▸ HOW TO COMPLETE THIS TASK:
Below are some records. Repeat exactly the lines from the one containing "async fn test_invoke_unreachable_is_network_error()" through the final line.

Collected data entries

□ □ □

//! Generic JSON-over-HTTP integration adapter.
//!
//! Every action is a `POST {base_url}/actions/{action}` whose JSON body is
//! the step's resolved parameters. The remote answers with one of:
//!
//! - a number: the count
//! - an array: the records
//! - an object with `count` and/or `records`
//!
//! The API key is wrapped in [`SecretString`] and only exposed when building
//! the `Authorization` header.

use secrecy::{ExposeSecret, SecretString};
use serde_json::Value;
use stratum_core::integration::AdapterError;
use stratum_core::integration::adapter::IntegrationAdapter;
use stratum_types::config::IntegrationConfig;
use stratum_types::integration::IntegrationResult;

/// Longest slice of a remote error body carried into the step log.
const MAX_ERROR_BODY: usize = 512;

pub struct RestIntegrationAdapter {
    client: reqwest::Client,
    id: String,
    platform_type: String,
    base_url: String,
    api_key: Option<SecretString>,
}

impl RestIntegrationAdapter {
    pub fn new(
        client: reqwest::Client,
        id: String,
        platform_type: String,
        base_url: String,
        api_key: Option<SecretString>,
    ) -> Self {
        Self {
            client,
            id,
            platform_type,
            base_url: base_url.trim_end_matches('/').to_string(),
            api_key,
        }
    }

    /// Build from config, reading the API key from `api_key_env` if set.
    pub fn from_config(config: &IntegrationConfig, client: reqwest::Client) -> Self {
        let api_key = config.api_key_env.as_deref().and_then(|var| {
            match std::env::var(var) {
                Ok(value) if !value.is_empty() => Some(SecretString::from(value)),
                _ => {
                    tracing::warn!(
                        integration = config.id.as_str(),
                        env = var,
                        "API key environment variable is not set"
                    );
                    None
                }
            }
        });

        Self::new(
            client,
            config.id.clone(),
            config.platform_type.clone(),
            config.base_url.clone(),
            api_key,
        )
    }

    fn action_url(&self, action: &str) -> Result<String, AdapterError> {
        let valid = !action.is_empty()
            && action
                .chars()
                .all(|c| c.is_ascii_alphanumeric() || matches!(c, '_' | '-' | '.'));
        if !valid {
            return Err(AdapterError::UnsupportedAction {
                integration: self.id.clone(),
                action: action.to_string(),
            });
        }
        Ok(format!("{}/actions/{action}", self.base_url))
    }
}

impl IntegrationAdapter for RestIntegrationAdapter {
    fn platform_type(&self) -> &str {
        &self.platform_type
    }

    async fn invoke(
        &self,
        action: &str,
        parameters: &Value,
    ) -> Result<IntegrationResult, AdapterError> {
        let url = self.action_url(action)?;

        let mut request = self.client.post(&url).json(parameters);
        if let Some(key) = &self.api_key {
            request = request.bearer_auth(key.expose_secret());
        }

        let response = request
            .send()
            .await
            .map_err(|e| AdapterError::Network(format!("request to {url} failed: {e}")))?;

        let status = response.status();
        if !status.is_success() {
            let body = response.text().await.unwrap_or_default();
            let body = truncate(body.trim(), MAX_ERROR_BODY);
            let detail = if body.is_empty() {
                String::new()
            } else {
                format!(": {body}")
            };
            return Err(match status.as_u16() {
                code @ (401 | 403) => {
                    AdapterError::Auth(format!("{} rejected credentials ({code}){detail}", self.id))
                }
                404 => AdapterError::Remote {
                    status: 404,
                    message: format!("{} has no action '{action}'{detail}", self.id),
                },
                code => AdapterError::Remote {
                    status: code,
                    message: body,
                },
            });
        }

        let body: Value = response
            .json()
            .await
            .map_err(|e| AdapterError::Other(format!("invalid JSON from {}: {e}", self.id)))?;

        tracing::debug!(
            integration = self.id.as_str(),
            action,
            status = status.as_u16(),
            "integration call succeeded"
        );

        parse_response(body)
    }
}

/// Interpret a response body as an [`IntegrationResult`].
pub fn parse_response(body: Value) -> Result<IntegrationResult, AdapterError> {
    match body {
        Value::Null => Ok(IntegrationResult::default()),
        Value::Number(n) => n
            .as_u64()
            .map(IntegrationResult::count)
            .ok_or_else(|| AdapterError::Other(format!("count must be a non-negative integer, got {n}"))),
        Value::Array(records) => Ok(IntegrationResult::records(records)),
        Value::Object(map) if map.contains_key("count") || map.contains_key("records") => {
            serde_json::from_value(Value::Object(map))
                .map_err(|e| AdapterError::Other(format!("unexpected response shape: {e}")))
        }
        other => Err(AdapterError::Other(format!(
            "unexpected response shape: {}",
            truncate(&other.to_string(), 80)
        ))),
    }
}

fn truncate(s: &str, max: usize) -> String {
    match s.char_indices().nth(max) {
        Some((idx, _)) => format!("{}...", &s[..idx]),
        None => s.to_string(),
    }
}

#[cfg(test)]
mod tests {
    use super::*;
    use serde_json::json;
    use tokio::io::{AsyncReadExt, AsyncWriteExt};

    /// Accept one connection, capture the raw request, answer with `status`/`body`.
    async fn serve_once(
        status: &'static str,
        body: &'static str,
    ) -> (String, tokio::task::JoinHandle<String>) {
        let listener = tokio::net::TcpListener::bind("127.0.0.1:0").await.unwrap();
        let addr = listener.local_addr().unwrap();
        let handle = tokio::spawn(async move {
            let (mut socket, _) = listener.accept().await.unwrap();
            let mut buf = Vec::new();
            let mut chunk = [0u8; 4096];
            loop {
                let n = socket.read(&mut chunk).await.unwrap();
                if n == 0 {
                    break;
                }
                buf.extend_from_slice(&chunk[..n]);
                if let Some(end) = buf.windows(4).position(|w| w == b"\r\n\r\n") {
                    let head = String::from_utf8_lossy(&buf[..end]).to_lowercase();
                    let len = head
                        .lines()
                        .find_map(|l| l.strip_prefix("content-length:"))
                        .and_then(|v| v.trim().parse::<usize>().ok())
                        .unwrap_or(0);
                    if buf.len() >= end + 4 + len {
                        break;
                    }
                }
            }
            let response = format!(
                "HTTP/1.1 {status}\r\ncontent-type: application/json\r\ncontent-length: {}\r\nconnection: close\r\n\r\n{body}",
                body.len()
            );
            socket.write_all(response.as_bytes()).await.unwrap();
            socket.shutdown().await.ok();
            String::from_utf8_lossy(&buf).to_string()
        });
        (format!("http://{addr}"), handle)
    }

    fn adapter(base_url: String, key: Option<&str>) -> RestIntegrationAdapter {
        RestIntegrationAdapter::new(
            reqwest::Client::new(),
            "crm".to_string(),
            "rest".to_string(),
            base_url,
            key.map(|k| SecretString::from(k.to_string())),
        )
    }

    #[test]
    fn test_parse_response_shapes() {
        assert_eq!(parse_response(json!(12)).unwrap(), IntegrationResult::count(12));
        assert_eq!(
            parse_response(json!([{"id": 1}])).unwrap(),
            IntegrationResult::records(vec![json!({"id": 1})])
        );
        let both = parse_response(json!({"count": 2, "records": [{"id": 1}, {"id": 2}]})).unwrap();
        assert_eq!(both.count, Some(2));
        assert_eq!(both.records.map(|r| r.len()), Some(2));
        assert_eq!(parse_response(Value::Null).unwrap(), IntegrationResult::default());
        assert!(parse_response(json!("ok")).is_err());
        assert!(parse_response(json!(-1)).is_err());
    }

    #[test]
    fn test_invalid_action_name_is_unsupported() {
        let adapter = adapter("http://localhost:1".to_string(), None);
        assert!(matches!(
            adapter.action_url("../admin"),
            Err(AdapterError::UnsupportedAction { .. })
        ));
        assert_eq!(
            adapter.action_url("count_leads").unwrap(),
            "http://localhost:1/actions/count_leads"
        );
    }

    #[tokio::test]
    async fn test_invoke_posts_parameters_with_bearer_key() {
        let (url, server) = serve_once("200 OK", "{\"count\": 7}").await;
        let adapter = adapter(format!("{url}/"), Some("s3cret"));

        let result = adapter
            .invoke("count_leads", &json!({"since": "2026-03-01"}))
            .await
            .unwrap();
        assert_eq!(result, IntegrationResult::count(7));

        let request = server.await.unwrap();
        assert!(request.starts_with("POST /actions/count_leads HTTP/1.1"));
        assert!(request.to_lowercase().contains("authorization: bearer s3cret"));
        assert!(request.contains("\"since\":\"2026-03-01\""));
    }

    #[tokio::test]
    async fn test_invoke_maps_error_statuses() {
        let (url, _server) = serve_once("500 Internal Server Error", "{\"error\":\"boom\"}").await;
        let err = adapter(url, None).invoke("list", &json!({})).await.unwrap_err();
        assert_eq!(
            err,
            AdapterError::Remote {
                status: 500,
                message: "{\"error\":\"boom\"}".to_string()
            }
        );

        let (url, _server) = serve_once("401 Unauthorized", "{\"error\":\"token expired\"}").await;
        let err = adapter(url, None).invoke("list", &json!({})).await.unwrap_err();
        assert_eq!(
            err,
            AdapterError::Auth("crm rejected credentials (401): {\"error\":\"token expired\"}".to_string())
        );

        let (url, _server) = serve_once("403 Forbidden", "").await;
        let err = adapter(url, None).invoke("list", &json!({})).await.unwrap_err();
        assert_eq!(err, AdapterError::Auth("crm rejected credentials (403)".to_string()));

        let (url, _server) = serve_once("404 Not Found", "{\"error\":\"no such action\"}").await;
        let err = adapter(url, None).invoke("purge", &json!({})).await.unwrap_err();
        assert_eq!(
            err,
            AdapterError::Remote {
                status: 404,
                message: "crm has no action 'purge': {\"error\":\"no such action\"}".to_string()
            }
        );
    }

    #[tokio::test]
    async fn test_invoke_unreachable_is_network_error() {
        let listener = tokio::net::TcpListener::bind("127.0.0.1:0").await.unwrap();
        let addr = listener.local_addr().unwrap();
        drop(listener);

        let err = adapter(format!("http://{addr}"), None)
            .invoke("list", &json!({}))
            .await
            .unwrap_err();
        assert!(matches!(err, AdapterError::Network(_)));
    }

    #[test]
    fn test_truncate_on_char_boundary() {
        assert_eq!(truncate("héllo", 2), "hé...");
        assert_eq!(truncate("short", 10), "short");
    }
}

□ □ □

▸ SOLUTION:
    async fn test_invoke_unreachable_is_network_error() {
        let listener = tokio::net::TcpListener::bind("127.0.0.1:0").await.unwrap();
        let addr = listener.local_addr().unwrap();
        drop(listener);

        let err = adapter(format!("http://{addr}"), None)
            .invoke("list", &json!({}))
            .await
            .unwrap_err();
        assert!(matches!(err, AdapterError::Network(_)));
    }

    #[test]
    fn test_truncate_on_char_boundary() {
        assert_eq!(truncate("héllo", 2), "hé...");
        assert_eq!(truncate("short", 10), "short");
    }
}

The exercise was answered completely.